Il s'agissait, en fait, d'un chômage partiel ; personne n'aurait accepté de renoncer à 20 % de salaire. Nous avons essayé de " gratter " absolument partout. Nous n'avons pas pu maintenir le revenu annuel, mais nous avons pu maintenir le salaire mensuel dont dépendent les dépenses mensuelles des ménages. Nous avons transformé en heures de travail toutes les augmentations éventuelles. Nous avons capitalisé toutes les heures de travail ; l'employeur a apporté sa contribution pour pouvoir maintenir le salaire mensuel.

Le volume d'emplois, à l'époque, baissait. Il n'y avait plus d'heures supplémentaires, donc ce problème ne s'est pas posé. Personne n'en tenait compte comme un élément obligatoire de son salaire.

C'est pour cette raison que nous avons aussi convaincu le patronat. En effet, si nous prenions les 1,7 milliards d'heures supplémentaires en Allemagne et que nous y appliquions le système que nous avons prévu, cela permettrait de réinsérer dans le circuit du travail 100 000 chômeurs. Ces 100 000 personnes ne seraient plus payées par les caisses de chômage, elles acquitteraient l'impôt, ce qui ferait baisser les contributions sociales. Il y aurait globalement une amélioration significative si chacun jouait le jeu, mais je crains qu'un certain nombre d'entreprises ne veuillent pas le faire, leur seul problème étant de payer leurs contributions à l'assurance chômage.

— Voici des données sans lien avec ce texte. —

//! Future event list.

use crate::{EntityId, Event, EventId, EventPayload, SimTime};
use std::collections::{BinaryHeap, HashSet};

/// Min-heap of pending events with cancellation.
///
/// Events at the same instant pop in the order they were scheduled.
/// Cancelled events stay in the heap until they reach the top and are then
/// discarded.
#[derive(Debug, Default)]
pub struct EventQueue {
    heap: BinaryHeap<Event>,
    live: HashSet<EventId>,
    next_id: u64,
}

impl EventQueue {
    /// Create an empty queue.
    pub fn new() -> Self {
        Self::default()
    }

    /// Schedule an event at an absolute time.
    pub fn push(
        &mut self,
        time: SimTime,
        source: EntityId,
        targets: Vec<EntityId>,
        payload: EventPayload,
    ) -> EventId {
        let id = EventId(self.next_id);
        self.next_id += 1;
        self.live.insert(id);
        self.heap.push(Event {
            id,
            time,
            source,
            targets,
            payload,
        });
        id
    }

    /// Withdraw a pending event.
    ///
    /// Returns `false` if the event already fired, was already cancelled,
    /// or never existed.
    pub fn cancel(&mut self, id: EventId) -> bool {
        self.live.remove(&id)
    }

    /// Whether an event is still pending.
    pub fn is_pending(&self, id: EventId) -> bool {
        self.live.contains(&id)
    }

    /// Remove and return the earliest pending event.
    pub fn pop(&mut self) -> Option<Event> {
        while let Some(event) = self.heap.pop() {
            if self.live.remove(&event.id) {
                return Some(event);
            }
        }
        None
    }

    /// Time of the earliest pending event.
    pub fn peek_time(&mut self) -> Option<SimTime> {
        while let Some(event) = self.heap.peek() {
            if self.live.contains(&event.id) {
                return Some(event.time);
            }
            self.heap.pop();
        }
        None
    }

    /// Number of pending events.
    pub fn len(&self) -> usize {
        self.live.len()
    }

    /// Whether no events are pending.
    pub fn is_empty(&self) -> bool {
        self.live.is_empty()
    }
}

Je voudrais revenir, encore une fois, sur les effets de cette mesure.

En page 8 de la brochure, à gauche, figure un graphique réalisé par mon collègue qui a essayé de résoudre les délicats problèmes des revenus et de l'acceptation des solutions par les salariés.

Il a expliqué à l'entreprise ce que signifierait l'inverse des mesures proposées. Nous avons illustré la situation en représentant 20 % de sièges non occupés, de sorte que chacun pouvait imaginer quelle serait son opinion s'il était directement concerné.

Le problème qui se pose est de savoir si Volkswagen peut se permettre de faire cavalier seul. Vous me pardonnerez d'être un peu polémique, mais tous les malheurs du monde ont leur sens !

En page 15 de la seconde brochure, nous avons représenté un phénomène qui n'est pas nécessairement lié à l'introduction de la semaine de quatre jours.

Sur un graphique " Volkswagen sur la voie du succès ", on constate qu'entre 1990 et 1993, Volkswagen enregistre une baisse de ses recettes. Nous ne prétendons pas que la semaine de quatre jours a permis de redresser la situation, mais nous avons constaté que grâce à la garantie d'emploi, les salariés étaient plus disposés à travailler pour l'entreprise. Il doit exister une concordance entre les deux phénomènes, et personne n'envisage de revenir sur l'organisation de la semaine de quatre jours.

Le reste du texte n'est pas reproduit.